Work task: In the entries below, find the lines that contain the word "filename" and copy them.

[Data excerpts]

------------------------------------------------------------------------

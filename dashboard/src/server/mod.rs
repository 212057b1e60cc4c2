pub mod api;
pub mod middleware;
pub mod router;

use anyhow::Result;
use tokio::net::TcpListener;

use crate::app::SharedState;

/// Start the axum HTTP server on the configured port.
pub async fn start_server(state: SharedState) -> Result<()> {
    let addr = format!("0.0.0.0:{}", state.server_port());
    let listener = TcpListener::bind(&addr).await?;
    tracing::info!("Dashboard server listening on http://{}", addr);
    serve(listener, state).await
}

/// Serve on an already-bound listener until the shutdown token is cancelled.
pub async fn serve(listener: TcpListener, state: SharedState) -> Result<()> {
    let shutdown_token = state.shutdown_token().clone();
    let app = router::create_router(state);

    axum::serve(listener, app.into_make_service())
        .with_graceful_shutdown(async move { shutdown_token.cancelled().await })
        .await?;

    Ok(())
}
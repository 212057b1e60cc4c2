//! Background task loops: backend initialization polling.

use std::time::Duration;

use backend_client::BackendClient;
use dashboard_db::Database;
use tokio::sync::watch;
use tokio::time::sleep;
use tokio_util::sync::CancellationToken;

use crate::app::SharedState;

pub(crate) async fn sleep_or_cancel(token: &CancellationToken, duration: Duration) -> bool {
    tokio::select! {
        _ = token.cancelled() => true,
        _ = sleep(duration) => false,
    }
}

#[derive(Debug, Clone, Copy, PartialEq, Eq)]
pub enum PollOutcome {
    /// The local flag was already set; the backend was not contacted.
    AlreadyInitialized,
    Initialized,
    Cancelled,
}

/// Polls backend health until it reports fully initialized, then sets the
/// local flag for good.
pub struct InitializationPoller {
    backend: BackendClient,
    db: Database,
    interval: Duration,
}

impl InitializationPoller {
    pub fn new(backend: BackendClient, db: Database, interval: Duration) -> Self {
        Self {
            backend,
            db,
            interval,
        }
    }

    pub async fn run(&self, token: &CancellationToken, initialized: &watch::Sender<bool>) -> PollOutcome {
        match self.db.is_initialized() {
            Ok(true) => {
                initialized.send_replace(true);
                return PollOutcome::AlreadyInitialized;
            }
            Ok(false) => {}
            Err(e) => tracing::warn!("Failed to read initialization flag, polling anyway: {e}"),
        }

        loop {
            if token.is_cancelled() {
                return PollOutcome::Cancelled;
            }

            match self.backend.health().await {
                Ok(true) => {
                    if let Err(e) = self.db.mark_initialized() {
                        tracing::error!("Failed to persist initialization flag: {e}");
                    }
                    initialized.send_replace(true);
                    return PollOutcome::Initialized;
                }
                Ok(false) => tracing::debug!("Backend still initializing"),
                Err(e) => tracing::debug!("Health check failed: {e}"),
            }

            if sleep_or_cancel(token, self.interval).await {
                return PollOutcome::Cancelled;
            }
        }
    }
}

/// Poll until the backend is initialized or shutdown begins.
pub async fn initialization_poll_loop(state: SharedState) {
    let token = state.shutdown_token().clone();
    let outcome = state.poller().run(&token, state.initialized_sender()).await;
    match outcome {
        PollOutcome::AlreadyInitialized => tracing::debug!("Initialization poll skipped (already initialized)"),
        PollOutcome::Initialized => tracing::info!("Backend initialized, UI unblocked"),
        PollOutcome::Cancelled => tracing::info!("Initialization poll loop stopped (shutdown)"),
    }
}
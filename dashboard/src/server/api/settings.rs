//! Settings API:
//!   GET  /api/settings/{category} – current values as flat dotted keys
//!   POST /api/settings/{category} – apply a flat dotted-key form

use axum::Json;
use axum::extract::{Path, State};
use axum::http::StatusCode;
use axum::response::{IntoResponse, Response};
use serde_json::{Value, json};
use settings_schema::{FieldMap, extract};

use crate::app::SharedState;

use super::{ApiError, apply_error, backend_error, err_json, parse_category};

/// GET /api/settings/{category}
pub async fn get_settings(
    State(state): State<SharedState>,
    Path(category): Path<String>,
) -> Result<Json<Value>, ApiError> {
    let category = parse_category(&category)?;
    let document = state
        .backend()
        .get_document(&[category])
        .await
        .map_err(|e| backend_error(&e))?;
    let fields = extract(&document, category)
        .fields()
        .map_err(|e| err_json(500, &e.to_string()))?;

    Ok(Json(json!({
        "category": category,
        "label": category.label(),
        "fields": fields,
    })))
}

/// POST /api/settings/{category}
pub async fn apply_settings(
    State(state): State<SharedState>,
    Path(category): Path<String>,
    Json(fields): Json<FieldMap>,
) -> Result<Response, ApiError> {
    let category = parse_category(&category)?;

    let Some(_guard) = state.begin_apply(category) else {
        return Err(err_json(409, &format!("An apply of {category} is already in progress")));
    };
    let result = state
        .coordinator()
        .apply_form(category, &fields, &[])
        .await
        .map_err(|e| apply_error(&e))?;

    let status = if result.succeeded {
        StatusCode::OK
    } else {
        StatusCode::UNPROCESSABLE_ENTITY
    };
    Ok((status, Json(result)).into_response())
}
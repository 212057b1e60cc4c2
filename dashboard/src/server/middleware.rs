//! Request guards applied to every route.

use axum::extract::{Request, State};
use axum::http::{HeaderValue, header};
use axum::middleware::Next;
use axum::response::{IntoResponse, Redirect, Response};
use settings_schema::ReadinessRequirement;

use crate::app::SharedState;
use crate::gate::{self, GateDecision, ONBOARDING_PATH};

use super::api::err_json;

const UNGUARDED_PATHS: &[&str] = &["/health", "/status"];

/// Answers `503` with `Retry-After` until the backend has been seen fully
/// initialized.
pub async fn initialization_guard(State(state): State<SharedState>, request: Request, next: Next) -> Response {
    if state.is_initialized() || UNGUARDED_PATHS.contains(&request.uri().path()) {
        return next.run(request).await;
    }

    let retry_after = state.config().health_interval.as_secs().max(1);
    let mut response = err_json(503, "backend initializing").into_response();
    if let Ok(value) = HeaderValue::from_str(&retry_after.to_string()) {
        response.headers_mut().insert(header::RETRY_AFTER, value);
    }
    response
}

/// Redirects safe-method navigation to onboarding while the main
/// requirement is unmet.
pub async fn readiness_gate(State(state): State<SharedState>, request: Request, next: Next) -> Response {
    let requirement = ReadinessRequirement::main_gate();
    let method = request.method().clone();
    let path = request.uri().path().to_owned();
    let decision = gate::check(state.backend(), &method, &path, &requirement).await;

    match decision {
        GateDecision::Allow => next.run(request).await,
        GateDecision::RedirectToOnboarding => Redirect::to(ONBOARDING_PATH).into_response(),
        GateDecision::BackendError => err_json(503, "backend unavailable").into_response(),
    }
}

------------------------------------------------------------------------

Result for this exercise:
filename dashboard/src/server/mod.rs
filename dashboard/src/server/api/settings.rs
filename dashboard/src/server/middleware.rs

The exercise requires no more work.